Он посадил Станиславского на стул на лужайке перед огородом, окаймленным небольшою изгородкою, обсаженной, как всегда на Украине, цветами, усадил в спокойной, удобной для больного позе, в обычной его одежде: в черной крылатке, в исчерна-серых, почти черных брюках, с желтой палкой и белой фуражкой в левой руке. Станиславский был большого роста, тучной фигуры, но в пору писания портрета болезнь уже пожрала тучность. Только в руках – больших, деятельно-выразительных – еще сохранилась сила этого большого жизнерадостного человека.

Нестеров работал с увлечением, с самозабвением. Когда он уставал и принимался отдыхать, Станиславский поворачивался, сидя на том же стуле, лицом в другую сторону и принимался писать на маленьком холсте тот же самый пейзаж с хатой и стогами, который Нестеров писал на портрете.

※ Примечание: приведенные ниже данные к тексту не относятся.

#[cfg(test)]
mod tests {
    use super::*;
    use crate::mapper::FieldSpec;
    use crate::scheduler::{FetchScheduler, TaskState};
    use crate::transport::ReplayTransport;
    use serde::Deserialize;

    #[derive(Debug, Deserialize, PartialEq)]
    struct Item {
        symbol: String,
        date: NaiveDate,
    }

    impl Payload for Item {
        const ENTITY: &'static str = "item";
        const SCHEMA: &'static [FieldSpec] = &[FieldSpec::key("symbol"), FieldSpec::date("date")];

        fn calendar_date(&self) -> Option<NaiveDate> {
            Some(self.date)
        }
    }

    fn single(transport: &Arc<ReplayTransport>) -> RecordStream<Item> {
        let transport: Arc<dyn HttpTransport> = transport.clone();
        RecordStream::new(transport, "stable/items", WireFormat::JSON, Vec::new(), Paging::Single)
    }

    #[test]
    fn single_page_yields_in_order_and_stops() {
        let transport = Arc::new(ReplayTransport::new().respond(
            200,
            r#"[{"symbol":"A","date":"2024-01-02"},{"symbol":"B","date":"2024-01-01"}]"#,
        ));
        let symbols: Vec<String> = single(&transport).map(|r| r.unwrap().symbol).collect();
        assert_eq!(symbols, vec!["A", "B"]);
        assert_eq!(transport.requests().len(), 1);
        assert_eq!(transport.open_bodies(), 0);
    }

    #[test]
    fn unexpected_status_ends_stream() {
        let transport = Arc::new(ReplayTransport::new().respond(500, "boom"));
        let results: Vec<_> = single(&transport).collect();
        assert_eq!(results.len(), 1);
        assert!(matches!(
            results[0],
            Err(FetchError::UnexpectedStatus { status: 500, .. })
        ));
        assert_eq!(transport.open_bodies(), 0);
    }

    #[test]
    fn open_page_issues_without_reading() {
        let transport = Arc::new(ReplayTransport::new().respond(200, "[]"));
        let mut stream = single(&transport);
        assert!(stream.open_page().unwrap());
        assert_eq!(transport.open_bodies(), 1);
        assert!(stream.next_in_page().is_none());
        assert_eq!(transport.open_bodies(), 0);
        assert!(!stream.open_page().unwrap());
        assert!(stream.is_finished());
    }

    #[test]
    fn early_drop_releases_body() {
        let transport = Arc::new(ReplayTransport::new().respond(
            200,
            r#"[{"symbol":"A","date":"2024-01-02"},{"symbol":"B","date":"2024-01-01"}]"#,
        ));
        let mut stream = single(&transport);
        assert!(stream.next().unwrap().is_ok());
        assert_eq!(transport.open_bodies(), 1);
        drop(stream);
        assert_eq!(transport.open_bodies(), 0);
    }

    #[test]
    fn closure_sink_receives_failures() {
        let transport = Arc::new(ReplayTransport::new().respond(
            200,
            r#"[{"symbol":"A","date":"bad"},{"symbol":"B","date":"2024-01-01"}]"#,
        ));
        let seen = Arc::new(Mutex::new(Vec::new()));
        let sink = {
            let seen = Arc::clone(&seen);
            move |failure: ValidationFailure| seen.lock().unwrap().push(failure.context)
        };
        let records: Vec<Item> = single(&transport)
            .with_failure_policy(FailurePolicy::collect(sink))
            .collect::<Result<_, _>>()
            .unwrap();
        assert_eq!(records.len(), 1);
        assert_eq!(*seen.lock().unwrap(), vec![Some("A".to_string())]);
    }

    #[test]
    fn parts_stop_on_400() {
        let transport = Arc::new(
            ReplayTransport::new()
                .respond(200, "symbol,date\nA,2024-01-01\n")
                .respond(200, "symbol,date\nB,2024-01-01\n")
                .respond(400, ""),
        );
        let dyn_transport: Arc<dyn HttpTransport> = transport.clone();
        let stream: RecordStream<Item> = RecordStream::new(
            dyn_transport,
            "stable/items-bulk",
            WireFormat::Csv,
            Vec::new(),
            Paging::Parts { limit: 100 },
        );
        let records: Vec<Item> = stream.collect::<Result<_, _>>().unwrap();
        assert_eq!(records.len(), 2);
        let parts: Vec<_> = transport
            .requests()
            .iter()
            .map(|r| r.param("part").map(str::to_string))
            .collect();
        assert_eq!(parts, vec![Some("0".into()), Some("1".into()), Some("2".into())]);
    }

    #[test]
    fn cooperative_collect_suspends_after_every_request() {
        let transport = Arc::new(
            ReplayTransport::new()
                .respond(200, "symbol,date\nA,2024-01-01\n")
                .respond(200, "symbol,date\nB,2024-01-01\n")
                .respond(400, ""),
        );
        let dyn_transport: Arc<dyn HttpTransport> = transport.clone();
        let stream: RecordStream<Item> = RecordStream::new(
            dyn_transport,
            "stable/items-bulk",
            WireFormat::Csv,
            Vec::new(),
            Paging::Parts { limit: 100 },
        );
        let scheduler = FetchScheduler::new();
        let mut task = scheduler.start(stream.collect_cooperative());
        while scheduler.resume(&mut task) == TaskState::Suspended {}

        // two data parts plus the part answered with 400
        assert_eq!(task.suspensions(), 3);
        assert_eq!(scheduler.await_result(task).unwrap().len(), 2);
    }

    #[test]
    fn cooperative_collect_suspends_before_status_error() {
        let transport = Arc::new(ReplayTransport::new().respond(503, ""));
        let scheduler = FetchScheduler::new();
        let mut task = scheduler.start(single(&transport).collect_cooperative());
        assert_eq!(task.state(), TaskState::Suspended);
        assert_eq!(transport.requests().len(), 1);

        assert_eq!(scheduler.resume(&mut task), TaskState::Completed);
        assert_eq!(task.suspensions(), 1);
        assert!(matches!(
            scheduler.await_result(task),
            Err(FetchError::UnexpectedStatus { status: 503, .. })
        ));
    }

    #[test]
    fn parts_limit_is_an_error() {
        let transport = Arc::new(
            ReplayTransport::new()
                .respond(200, "symbol,date\n")
                .respond(200, "symbol,date\n"),
        );
        let dyn_transport: Arc<dyn HttpTransport> = transport.clone();
        let stream: RecordStream<Item> = RecordStream::new(
            dyn_transport,
            "stable/items-bulk",
            WireFormat::Csv,
            Vec::new(),
            Paging::Parts { limit: 2 },
        );
        let results: Vec<_> = stream.collect();
        assert!(matches!(
            results.last(),
            Some(Err(FetchError::PartLimitExceeded { limit: 2, .. }))
        ));
        assert_eq!(transport.requests().len(), 2);
    }
}
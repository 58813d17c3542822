//! Structured error types for fetch, decode and mapping.
//!
//! Only [`FetchError::Validation`] is recoverable: the pipeline either aborts on
//! it (fail-fast) or routes it to a sink and keeps going. Everything else means
//! progress on the current call is impossible.

use chrono::NaiveDate;
use thiserror::Error;

use crate::validate::ValidationFailure;

#[derive(Debug, Error)]
pub enum FetchError {
    #[error("transport failure on {endpoint}: {reason}")]
    Transport { endpoint: String, reason: String },

    #[error("unexpected HTTP status {status} from {endpoint}")]
    UnexpectedStatus { endpoint: String, status: u16 },

    #[error("malformed response from {endpoint}: {reason}")]
    MalformedResponse { endpoint: String, reason: String },

    #[error(transparent)]
    Validation(#[from] ValidationFailure),

    #[error("invalid date range: to date {to} is before from date {from}")]
    InvalidRange { from: NaiveDate, to: NaiveDate },

    #[error("{endpoint} did not signal its last part within {limit} parts")]
    PartLimitExceeded { endpoint: String, limit: u32 },

    #[error("fetch task was cancelled before completing")]
    Cancelled,

    #[error("configuration error: {0}")]
    Config(String),
}

impl FetchError {
    pub(crate) fn transport(endpoint: &str, reason: impl Into<String>) -> Self {
        FetchError::Transport {
            endpoint: endpoint.to_string(),
            reason: reason.into(),
        }
    }

    pub(crate) fn malformed(endpoint: &str, reason: impl Into<String>) -> Self {
        FetchError::MalformedResponse {
            endpoint: endpoint.to_string(),
            reason: reason.into(),
        }
    }

    /// True for failures of the transport itself, including unexpected statuses.
    pub fn is_transport(&self) -> bool {
        matches!(
            self,
            FetchError::Transport { .. } | FetchError::UnexpectedStatus { .. }
        )
    }

    /// Whether the pipeline may skip past this error under collect-and-continue.
    pub fn is_recoverable(&self) -> bool {
        matches!(self, FetchError::Validation(_))
    }

    /// The validation failure carried by this error, if any.
    pub fn as_validation(&self) -> Option<&ValidationFailure> {
        match self {
            FetchError::Validation(failure) => Some(failure),
            _ => None,
        }
    }
}
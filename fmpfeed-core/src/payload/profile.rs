use serde::{Deserialize, Serialize};

use crate::mapper::{FieldSpec, Narrow, Payload};
use crate::validate::Number;

/// Company profile, served per symbol as JSON and in bulk as CSV.
#[derive(Debug, Clone, PartialEq, Serialize, Deserialize)]
#[serde(rename_all = "camelCase")]
pub struct CompanyProfile {
    pub symbol: String,
    pub price: Option<Number>,
    pub market_cap: Option<i64>,
    pub beta: Option<Number>,
    pub last_dividend: Option<Number>,
    pub range: Option<String>,
    pub change: Option<Number>,
    pub change_percentage: Option<Number>,
    pub volume: Option<Number>,
    pub average_volume: Option<i64>,
    pub company_name: Option<String>,
    pub currency: Option<String>,
    pub cik: Option<String>,
    pub isin: Option<String>,
    pub cusip: Option<String>,
    pub exchange_full_name: Option<String>,
    pub exchange: Option<String>,
    pub industry: Option<String>,
    pub website: Option<String>,
    pub description: Option<String>,
    pub ceo: Option<String>,
    pub sector: Option<String>,
    pub country: Option<String>,
    /// Reported as text; some issuers publish ranges.
    pub full_time_employees: Option<String>,
    pub phone: Option<String>,
    pub address: Option<String>,
    pub city: Option<String>,
    pub state: Option<String>,
    pub zip: Option<String>,
    pub image: Option<String>,
    pub ipo_date: Option<String>,
    pub default_image: Option<bool>,
    pub is_etf: Option<bool>,
    pub is_actively_trading: Option<bool>,
    pub is_adr: Option<bool>,
    pub is_fund: Option<bool>,
}

impl Payload for CompanyProfile {
    const ENTITY: &'static str = "company profile";
    const SCHEMA: &'static [FieldSpec] = &[
        FieldSpec::key("symbol"),
        FieldSpec::nullable_number("price"),
        FieldSpec::nullable_number("marketCap").narrow(Narrow::IntOrNull),
        FieldSpec::nullable_number("beta"),
        FieldSpec::nullable_number("lastDividend"),
        FieldSpec::nullable_string("range"),
        FieldSpec::nullable_number("change"),
        FieldSpec::nullable_number("changePercentage"),
        FieldSpec::nullable_number("volume"),
        FieldSpec::nullable_number("averageVolume").narrow(Narrow::IntOrNull),
        FieldSpec::nullable_string("companyName"),
        FieldSpec::nullable_string("currency"),
        FieldSpec::nullable_string("cik"),
        FieldSpec::nullable_string("isin"),
        FieldSpec::nullable_string("cusip"),
        FieldSpec::nullable_string("exchangeFullName"),
        FieldSpec::nullable_string("exchange"),
        FieldSpec::nullable_string("industry"),
        FieldSpec::nullable_string("website"),
        FieldSpec::nullable_string("description"),
        FieldSpec::nullable_string("ceo"),
        FieldSpec::nullable_string("sector"),
        FieldSpec::nullable_string("country"),
        FieldSpec::nullable_string("fullTimeEmployees"),
        FieldSpec::nullable_string("phone"),
        FieldSpec::nullable_string("address"),
        FieldSpec::nullable_string("city"),
        FieldSpec::nullable_string("state"),
        FieldSpec::nullable_string("zip"),
        FieldSpec::nullable_string("image"),
        FieldSpec::nullable_string("ipoDate"),
        FieldSpec::nullable_boolean("defaultImage"),
        FieldSpec::nullable_boolean("isEtf"),
        FieldSpec::nullable_boolean("isActivelyTrading"),
        FieldSpec::nullable_boolean("isAdr"),
        FieldSpec::nullable_boolean("isFund"),
    ];
}
//! Circuit breaker for the rate-limited remote service.
//!
//! HTTP 403 trips the breaker at once; HTTP 429 and connection failures count
//! toward a threshold of consecutive failures. While open, every request is
//! refused until the cooldown has elapsed.

use std::sync::{Mutex, MutexGuard, PoisonError};
use std::time::{Duration, Instant};

#[derive(Debug, Clone, Copy, PartialEq, Eq)]
pub enum BreakerState {
    Closed,
    Open { tripped_at: Instant },
}

#[derive(Debug)]
struct Inner {
    state: BreakerState,
    consecutive_failures: u32,
}

#[derive(Debug)]
pub struct CircuitBreaker {
    inner: Mutex<Inner>,
    cooldown: Duration,
    failure_threshold: u32,
}

impl CircuitBreaker {
    pub fn new(cooldown: Duration, failure_threshold: u32) -> Self {
        Self {
            inner: Mutex::new(Inner {
                state: BreakerState::Closed,
                consecutive_failures: 0,
            }),
            cooldown,
            failure_threshold: failure_threshold.max(1),
        }
    }

    fn lock(&self) -> MutexGuard<'_, Inner> {
        self.inner.lock().unwrap_or_else(PoisonError::into_inner)
    }

    /// Whether a request may be issued now. An expired cooldown closes the breaker.
    pub fn is_allowed(&self) -> bool {
        let mut inner = self.lock();
        match inner.state {
            BreakerState::Closed => true,
            BreakerState::Open { tripped_at } if tripped_at.elapsed() >= self.cooldown => {
                tracing::info!("circuit breaker cooldown expired, closing");
                inner.state = BreakerState::Closed;
                inner.consecutive_failures = 0;
                true
            }
            BreakerState::Open { .. } => false,
        }
    }

    pub fn record_success(&self) {
        self.lock().consecutive_failures = 0;
    }

    pub fn record_failure(&self) {
        let mut inner = self.lock();
        inner.consecutive_failures += 1;
        if inner.consecutive_failures >= self.failure_threshold {
            if matches!(inner.state, BreakerState::Closed) {
                tracing::info!(
                    failures = inner.consecutive_failures,
                    cooldown_secs = self.cooldown.as_secs(),
                    "circuit breaker tripped by repeated failures"
                );
            }
            inner.state = BreakerState::Open {
                tripped_at: Instant::now(),
            };
        }
    }

    /// Open immediately, e.g. on HTTP 403.
    pub fn trip(&self) {
        tracing::info!(cooldown_secs = self.cooldown.as_secs(), "circuit breaker tripped");
        self.lock().state = BreakerState::Open {
            tripped_at: Instant::now(),
        };
    }

    pub fn state(&self) -> BreakerState {
        self.lock().state
    }

    /// Zero when closed.
    pub fn remaining_cooldown(&self) -> Duration {
        match self.lock().state {
            BreakerState::Closed => Duration::ZERO,
            BreakerState::Open { tripped_at } => self.cooldown.saturating_sub(tripped_at.elapsed()),
        }
    }
}
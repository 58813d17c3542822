use serde::{Deserialize, Serialize};

use crate::mapper::{FieldSpec, Narrow, Payload};
use crate::validate::Number;

const fn price(wire: &'static str) -> FieldSpec {
    FieldSpec::number(wire).narrow(Narrow::ToFloat)
}

/// Row of the end-of-day bulk CSV.
#[derive(Debug, Clone, PartialEq, Serialize, Deserialize)]
#[serde(rename_all = "camelCase")]
pub struct EodQuote {
    pub symbol: String,
    pub date: String,
    pub open: f64,
    pub low: f64,
    pub high: f64,
    pub close: f64,
    pub adj_close: f64,
    pub volume: f64,
}

impl Payload for EodQuote {
    const ENTITY: &'static str = "eod bulk quote";
    const SCHEMA: &'static [FieldSpec] = &[
        FieldSpec::key("symbol"),
        FieldSpec::string("date"),
        price("open"),
        price("low"),
        price("high"),
        price("close"),
        price("adjClose"),
        price("volume"),
    ];
}

#[derive(Debug, Clone, PartialEq, Serialize, Deserialize)]
#[serde(rename_all = "camelCase")]
pub struct HistoricalPriceEod {
    pub symbol: String,
    pub date: String,
    pub open: f64,
    pub high: f64,
    pub low: f64,
    pub close: f64,
    pub volume: i64,
    pub change: f64,
    pub change_percent: f64,
    pub vwap: f64,
}

impl Payload for HistoricalPriceEod {
    const ENTITY: &'static str = "historical price eod";
    const SCHEMA: &'static [FieldSpec] = &[
        FieldSpec::key("symbol"),
        FieldSpec::string("date"),
        price("open"),
        price("high"),
        price("low"),
        price("close"),
        FieldSpec::integer("volume"),
        price("change"),
        price("changePercent"),
        price("vwap"),
    ];
}

/// Intraday bar. The timestamp (`YYYY-MM-DD HH:MM:SS`) is the key.
#[derive(Debug, Clone, PartialEq, Serialize, Deserialize)]
pub struct HistoricalChart {
    pub date: String,
    pub open: f64,
    pub high: f64,
    pub low: f64,
    pub close: f64,
    pub volume: i64,
}

impl Payload for HistoricalChart {
    const ENTITY: &'static str = "historical chart";
    const SCHEMA: &'static [FieldSpec] = &[
        FieldSpec::key("date"),
        price("open"),
        price("high"),
        price("low"),
        price("close"),
        FieldSpec::integer("volume"),
    ];
}

#[derive(Debug, Clone, PartialEq, Serialize, Deserialize)]
pub struct BatchForexQuote {
    pub symbol: String,
    pub price: f64,
    pub change: f64,
    pub volume: Option<Number>,
}

impl Payload for BatchForexQuote {
    const ENTITY: &'static str = "batch forex quote";
    const SCHEMA: &'static [FieldSpec] = &[
        FieldSpec::key("symbol"),
        price("price"),
        price("change"),
        FieldSpec::nullable_number("volume"),
    ];
}

#[derive(Debug, Clone, PartialEq, Serialize, Deserialize)]
pub struct BatchExchangeQuote {
    pub symbol: String,
    pub price: Option<f64>,
    pub change: Option<f64>,
    pub volume: Option<Number>,
}

impl Payload for BatchExchangeQuote {
    const ENTITY: &'static str = "batch exchange quote";
    const SCHEMA: &'static [FieldSpec] = &[
        FieldSpec::key("symbol"),
        FieldSpec::nullable_number("price").narrow(Narrow::FloatOrNull),
        FieldSpec::nullable_number("change").narrow(Narrow::FloatOrNull),
        FieldSpec::nullable_number("volume"),
    ];
}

Меньше чем в две недели портрет был готов; к нему не потребовалось ни подготовительных набросков, ни эскизов.

Когда портрет был окончен, вспоминает Нестеров, «Станиславский заметил: «Хороший это портрет для моей посмертной выставки», и, заметив наше огорчение его словами, он обратил их в шутку, и нам так хотелось, чтобы это было если и не шутка, то и не роковое предчувствие.

Конченый портрет я подарил жене Станиславского, причем ими было выражено желание завещать его в свое время в Краковский музей».

Станиславский тут же подарил свой пейзаж Нестерову.